• WORK REQUEST:
Give only the number of lines in the records below that contain the word "using".

═══ TASK INPUTS ═══

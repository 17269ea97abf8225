//! Command-line interface for bspcheck.
//!
//! This module provides the CLI argument parsing using clap's derive macros
//! and command implementations.
//!
//! # Architecture
//!
//! - [`args`] - Argument definitions using clap derive macros
//! - [`commands`] - Command implementations

pub mod args;
pub mod commands;

pub use args::{CheckArgs, Cli, Commands, CompletionsArgs, ListArgs};
pub use commands::{Command, CommandDispatcher, CommandResult};
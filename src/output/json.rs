//! JSON output formatter.
//!
//! Formats a run as machine-readable JSON for tooling integration.

use std::io::Write;

use serde::Serialize;

use super::ReportFormatter;
use crate::validator::{CategoryReport, Summary};

/// Formats run output as JSON.
pub struct JsonFormatter;

#[derive(Serialize)]
struct JsonOutput<'a> {
    suite: &'a str,
    title: &'a str,
    categories: &'a [CategoryReport],
    summary: JsonSummary,
}

#[derive(Serialize)]
struct JsonSummary {
    passed: usize,
    total: usize,
    percentage: f64,
    success: bool,
}

impl JsonFormatter {
    /// Create a new JSON formatter.
    pub fn new() -> Self {
        Self
    }
}

impl Default for JsonFormatter {
    fn default() -> Self {
        Self::new()
    }
}

impl ReportFormatter for JsonFormatter {
    fn format<W: Write>(&self, summary: &Summary, writer: &mut W) -> std::io::Result<()> {
        let output = JsonOutput {
            suite: &summary.suite,
            title: &summary.title,
            categories: &summary.categories,
            summary: JsonSummary {
                passed: summary.passed(),
                total: summary.total(),
                percentage: (summary.percentage() * 10.0).round() / 10.0,
                success: summary.is_success(),
            },
        };

        serde_json::to_writer_pretty(&mut *writer, &output).map_err(std::io::Error::other)?;
        writeln!(writer)?;

        Ok(())
    }
}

═══

• RESULT OF THIS EXERCISE:
2